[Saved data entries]

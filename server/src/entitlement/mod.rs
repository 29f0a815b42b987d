//! Entitlement Resolver
//!
//! Pure derivation of booking/discount rights from the current membership
//! status. Never cached: handlers re-resolve on every request so a
//! freeze/unfreeze changes what a customer can book immediately.

use shared::models::{Entitlement, Membership, MembershipPlan, MembershipStatus, SlotType};

/// Derive the entitlement for a customer.
///
/// Only an ACTIVE membership unlocks the member tier: two weekly slots
/// (or the plan's entitlement count, capped at two), membership-type slot
/// visibility, the plan discount and the free-dessert quota. Every other
/// status, including no membership at all, gets the non-member baseline.
pub fn resolve(
    membership: Option<&Membership>,
    plan: Option<&MembershipPlan>,
) -> Entitlement {
    let is_active = membership
        .map(|m| m.status == MembershipStatus::Active)
        .unwrap_or(false);

    if is_active {
        Entitlement {
            max_slots: plan
                .map(|p| p.delivery_slots_per_week.clamp(1, 2) as usize)
                .unwrap_or(2),
            visible_slot_types: vec![SlotType::Membership, SlotType::Both],
            discount_percent: plan.map(|p| p.discount_percentage).unwrap_or(0.0),
            free_dessert_quota: plan
                .filter(|p| p.includes_free_desserts)
                .map(|p| p.free_dessert_quantity)
                .unwrap_or(0),
        }
    } else {
        Entitlement {
            max_slots: 1,
            visible_slot_types: vec![SlotType::Normal, SlotType::Both],
            discount_percent: 0.0,
            free_dessert_quota: 0,
        }
    }
}
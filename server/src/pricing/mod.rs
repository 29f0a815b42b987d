//! Pricing Engine
//!
//! Server-authoritative order pricing. All arithmetic runs on decimals;
//! rounding happens exactly once, at the final total.

mod engine;
mod money;

pub use engine::{compute, Totals};
pub use money::{money_eq, round_money, to_decimal, to_f64, MONEY_TOLERANCE};
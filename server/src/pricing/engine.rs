use rust_decimal::Decimal;
use serde::Serialize;

use shared::models::{DrinkLine, Entitlement, PlanSnapshot};

use super::money::{round_money, to_decimal, to_f64};

/// Server-computed order amounts
#[derive(Debug, Clone, PartialEq, Serialize)]
pub struct Totals {
    pub subtotal: f64,
    pub discount: f64,
    pub delivery_fee: f64,
    /// Amount deducted by an applied loyalty reward, zero otherwise
    pub reward_value: f64,
    pub total: f64,
}

/// Compute order totals from the plan snapshot, drink add-ons, the
/// customer's entitlement and an optionally redeemed reward.
///
/// The membership discount applies to the full subtotal. A reward is
/// subtracted after the discount and cannot push the pre-fee amount
/// below zero. The delivery fee is waived for free-shipping plans and
/// never discounted.
pub fn compute(
    plan: &PlanSnapshot,
    drinks: &[DrinkLine],
    entitlement: &Entitlement,
    reward_value: Option<f64>,
) -> Totals {
    let mut subtotal = to_decimal(plan.price_per_week);
    for drink in drinks {
        subtotal += to_decimal(drink.price) * Decimal::from(drink.quantity);
    }

    let discount = if entitlement.discount_percent > 0.0 {
        subtotal * to_decimal(entitlement.discount_percent) / Decimal::from(100)
    } else {
        Decimal::ZERO
    };

    let delivery_fee = if plan.is_free_shipping {
        Decimal::ZERO
    } else {
        to_decimal(plan.delivery_fee)
    };

    let reward = reward_value.map(to_decimal).unwrap_or(Decimal::ZERO);
    let after_reward = (subtotal - discount - reward).max(Decimal::ZERO);

    let total = round_money(after_reward + delivery_fee);

    Totals {
        subtotal: to_f64(subtotal),
        discount: to_f64(discount),
        delivery_fee: to_f64(delivery_fee),
        reward_value: to_f64(reward),
        total: to_f64(total),
    }
}

#[cfg(test)]
mod tests {
    use super::*;
    use shared::models::SlotType;

    fn make_plan(price: f64, fee: f64, free_shipping: bool) -> PlanSnapshot {
        PlanSnapshot {
            plan_id: 1,
            name: "Family Weekly".to_string(),
            price_per_week: price,
            delivery_fee: fee,
            is_free_shipping: free_shipping,
            points_value: 1,
        }
    }

    fn drink(price: f64, quantity: i32) -> DrinkLine {
        DrinkLine {
            drink_id: 1,
            name: "Fresh Juice".to_string(),
            price,
            quantity,
        }
    }

    fn entitlement(discount: f64) -> Entitlement {
        Entitlement {
            max_slots: 2,
            visible_slot_types: vec![SlotType::Membership, SlotType::Both],
            discount_percent: discount,
            free_dessert_quota: 0,
        }
    }

    #[test]
    fn test_member_order_with_free_shipping() {
        let plan = make_plan(500.0, 15.0, true);
        let drinks = vec![drink(20.0, 2)];
        let totals = compute(&plan, &drinks, &entitlement(10.0), None);

        assert_eq!(totals.subtotal, 540.0);
        assert_eq!(totals.discount, 54.0);
        assert_eq!(totals.delivery_fee, 0.0);
        assert_eq!(totals.total, 486.0);
    }

    #[test]
    fn test_non_member_pays_delivery_fee() {
        let plan = make_plan(300.0, 25.0, false);
        let totals = compute(&plan, &[], &entitlement(0.0), None);

        assert_eq!(totals.subtotal, 300.0);
        assert_eq!(totals.discount, 0.0);
        assert_eq!(totals.delivery_fee, 25.0);
        assert_eq!(totals.total, 325.0);
    }

    #[test]
    fn test_reward_is_subtracted_after_discount() {
        let plan = make_plan(100.0, 0.0, true);
        let totals = compute(&plan, &[], &entitlement(10.0), Some(25.0));

        assert_eq!(totals.discount, 10.0);
        assert_eq!(totals.reward_value, 25.0);
        assert_eq!(totals.total, 65.0);
    }

    #[test]
    fn test_reward_floors_at_zero_but_fee_survives() {
        let plan = make_plan(10.0, 5.0, false);
        let totals = compute(&plan, &[], &entitlement(0.0), Some(25.0));

        // Reward cannot make the pre-fee amount negative
        assert_eq!(totals.total, 5.0);
    }

    #[test]
    fn test_adding_an_addon_never_decreases_total() {
        let plan = make_plan(200.0, 10.0, false);
        let ent = entitlement(15.0);

        let base = compute(&plan, &[], &ent, None);
        let with_one = compute(&plan, &[drink(12.5, 1)], &ent, None);
        let with_two = compute(&plan, &[drink(12.5, 1), drink(8.0, 3)], &ent, None);

        assert!(with_one.total >= base.total);
        assert!(with_two.total >= with_one.total);
    }

    #[test]
    fn test_discount_never_increases_total() {
        let plan = make_plan(200.0, 10.0, false);
        let drinks = vec![drink(12.5, 2)];

        let without = compute(&plan, &drinks, &entitlement(0.0), None);
        let with = compute(&plan, &drinks, &entitlement(20.0), None);

        assert!(with.total <= without.total);
    }

    #[test]
    fn test_rounding_applied_once_at_total() {
        // 33.33 * 3% discount produces repeating intermediates
        let plan = make_plan(33.33, 0.0, true);
        let totals = compute(&plan, &[], &entitlement(3.0), None);

        // 33.33 - 0.9999 = 32.3301, rounds to 32.33
        assert_eq!(totals.total, 32.33);
        assert!((totals.discount - 0.9999).abs() < 1e-9);
    }
}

WHAT YOU WILL DO: Each record above must be restated in full, word for word.

EXERCISE RESULT:
filename server/src/entitlement/mod.rs
repository 29f0a815b42b987d
//! Entitlement Resolver
//!
//! Pure derivation of booking/discount rights from the current membership
//! status. Never cached: handlers re-resolve on every request so a
//! freeze/unfreeze changes what a customer can book immediately.

use shared::models::{Entitlement, Membership, MembershipPlan, MembershipStatus, SlotType};

/// Derive the entitlement for a customer.
///
/// Only an ACTIVE membership unlocks the member tier: two weekly slots
/// (or the plan's entitlement count, capped at two), membership-type slot
/// visibility, the plan discount and the free-dessert quota. Every other
/// status, including no membership at all, gets the non-member baseline.
pub fn resolve(
    membership: Option<&Membership>,
    plan: Option<&MembershipPlan>,
) -> Entitlement {
    let is_active = membership
        .map(|m| m.status == MembershipStatus::Active)
        .unwrap_or(false);

    if is_active {
        Entitlement {
            max_slots: plan
                .map(|p| p.delivery_slots_per_week.clamp(1, 2) as usize)
                .unwrap_or(2),
            visible_slot_types: vec![SlotType::Membership, SlotType::Both],
            discount_percent: plan.map(|p| p.discount_percentage).unwrap_or(0.0),
            free_dessert_quota: plan
                .filter(|p| p.includes_free_desserts)
                .map(|p| p.free_dessert_quantity)
                .unwrap_or(0),
        }
    } else {
        Entitlement {
            max_slots: 1,
            visible_slot_types: vec![SlotType::Normal, SlotType::Both],
            discount_percent: 0.0,
            free_dessert_quota: 0,
        }
    }
}
filename server/src/pricing/mod.rs
repository 29f0a815b42b987d
//! Pricing Engine
//!
//! Server-authoritative order pricing. All arithmetic runs on decimals;
//! rounding happens exactly once, at the final total.

mod engine;
mod money;

pub use engine::{compute, Totals};
pub use money::{money_eq, round_money, to_decimal, to_f64, MONEY_TOLERANCE};
filename server/src/pricing/engine.rs
use rust_decimal::Decimal;
use serde::Serialize;

use shared::models::{DrinkLine, Entitlement, PlanSnapshot};

use super::money::{round_money, to_decimal, to_f64};

/// Server-computed order amounts
#[derive(Debug, Clone, PartialEq, Serialize)]
pub struct Totals {
    pub subtotal: f64,
    pub discount: f64,
    pub delivery_fee: f64,
    /// Amount deducted by an applied loyalty reward, zero otherwise
    pub reward_value: f64,
    pub total: f64,
}

/// Compute order totals from the plan snapshot, drink add-ons, the
/// customer's entitlement and an optionally redeemed reward.
///
/// The membership discount applies to the full subtotal. A reward is
/// subtracted after the discount and cannot push the pre-fee amount
/// below zero. The delivery fee is waived for free-shipping plans and
/// never discounted.
pub fn compute(
    plan: &PlanSnapshot,
    drinks: &[DrinkLine],
    entitlement: &Entitlement,
    reward_value: Option<f64>,
) -> Totals {
    let mut subtotal = to_decimal(plan.price_per_week);
    for drink in drinks {
        subtotal += to_decimal(drink.price) * Decimal::from(drink.quantity);
    }

    let discount = if entitlement.discount_percent > 0.0 {
        subtotal * to_decimal(entitlement.discount_percent) / Decimal::from(100)
    } else {
        Decimal::ZERO
    };

    let delivery_fee = if plan.is_free_shipping {
        Decimal::ZERO
    } else {
        to_decimal(plan.delivery_fee)
    };

    let reward = reward_value.map(to_decimal).unwrap_or(Decimal::ZERO);
    let after_reward = (subtotal - discount - reward).max(Decimal::ZERO);

    let total = round_money(after_reward + delivery_fee);

    Totals {
        subtotal: to_f64(subtotal),
        discount: to_f64(discount),
        delivery_fee: to_f64(delivery_fee),
        reward_value: to_f64(reward),
        total: to_f64(total),
    }
}

#[cfg(test)]
mod tests {
    use super::*;
    use shared::models::SlotType;

    fn make_plan(price: f64, fee: f64, free_shipping: bool) -> PlanSnapshot {
        PlanSnapshot {
            plan_id: 1,
            name: "Family Weekly".to_string(),
            price_per_week: price,
            delivery_fee: fee,
            is_free_shipping: free_shipping,
            points_value: 1,
        }
    }

    fn drink(price: f64, quantity: i32) -> DrinkLine {
        DrinkLine {
            drink_id: 1,
            name: "Fresh Juice".to_string(),
            price,
            quantity,
        }
    }

    fn entitlement(discount: f64) -> Entitlement {
        Entitlement {
            max_slots: 2,
            visible_slot_types: vec![SlotType::Membership, SlotType::Both],
            discount_percent: discount,
            free_dessert_quota: 0,
        }
    }

    #[test]
    fn test_member_order_with_free_shipping() {
        let plan = make_plan(500.0, 15.0, true);
        let drinks = vec![drink(20.0, 2)];
        let totals = compute(&plan, &drinks, &entitlement(10.0), None);

        assert_eq!(totals.subtotal, 540.0);
        assert_eq!(totals.discount, 54.0);
        assert_eq!(totals.delivery_fee, 0.0);
        assert_eq!(totals.total, 486.0);
    }

    #[test]
    fn test_non_member_pays_delivery_fee() {
        let plan = make_plan(300.0, 25.0, false);
        let totals = compute(&plan, &[], &entitlement(0.0), None);

        assert_eq!(totals.subtotal, 300.0);
        assert_eq!(totals.discount, 0.0);
        assert_eq!(totals.delivery_fee, 25.0);
        assert_eq!(totals.total, 325.0);
    }

    #[test]
    fn test_reward_is_subtracted_after_discount() {
        let plan = make_plan(100.0, 0.0, true);
        let totals = compute(&plan, &[], &entitlement(10.0), Some(25.0));

        assert_eq!(totals.discount, 10.0);
        assert_eq!(totals.reward_value, 25.0);
        assert_eq!(totals.total, 65.0);
    }

    #[test]
    fn test_reward_floors_at_zero_but_fee_survives() {
        let plan = make_plan(10.0, 5.0, false);
        let totals = compute(&plan, &[], &entitlement(0.0), Some(25.0));

        // Reward cannot make the pre-fee amount negative
        assert_eq!(totals.total, 5.0);
    }

    #[test]
    fn test_adding_an_addon_never_decreases_total() {
        let plan = make_plan(200.0, 10.0, false);
        let ent = entitlement(15.0);

        let base = compute(&plan, &[], &ent, None);
        let with_one = compute(&plan, &[drink(12.5, 1)], &ent, None);
        let with_two = compute(&plan, &[drink(12.5, 1), drink(8.0, 3)], &ent, None);

        assert!(with_one.total >= base.total);
        assert!(with_two.total >= with_one.total);
    }

    #[test]
    fn test_discount_never_increases_total() {
        let plan = make_plan(200.0, 10.0, false);
        let drinks = vec![drink(12.5, 2)];

        let without = compute(&plan, &drinks, &entitlement(0.0), None);
        let with = compute(&plan, &drinks, &entitlement(20.0), None);

        assert!(with.total <= without.total);
    }

    #[test]
    fn test_rounding_applied_once_at_total() {
        // 33.33 * 3% discount produces repeating intermediates
        let plan = make_plan(33.33, 0.0, true);
        let totals = compute(&plan, &[], &entitlement(3.0), None);

        // 33.33 - 0.9999 = 32.3301, rounds to 32.33
        assert_eq!(totals.total, 32.33);
        assert!((totals.discount - 0.9999).abs() < 1e-9);
    }
}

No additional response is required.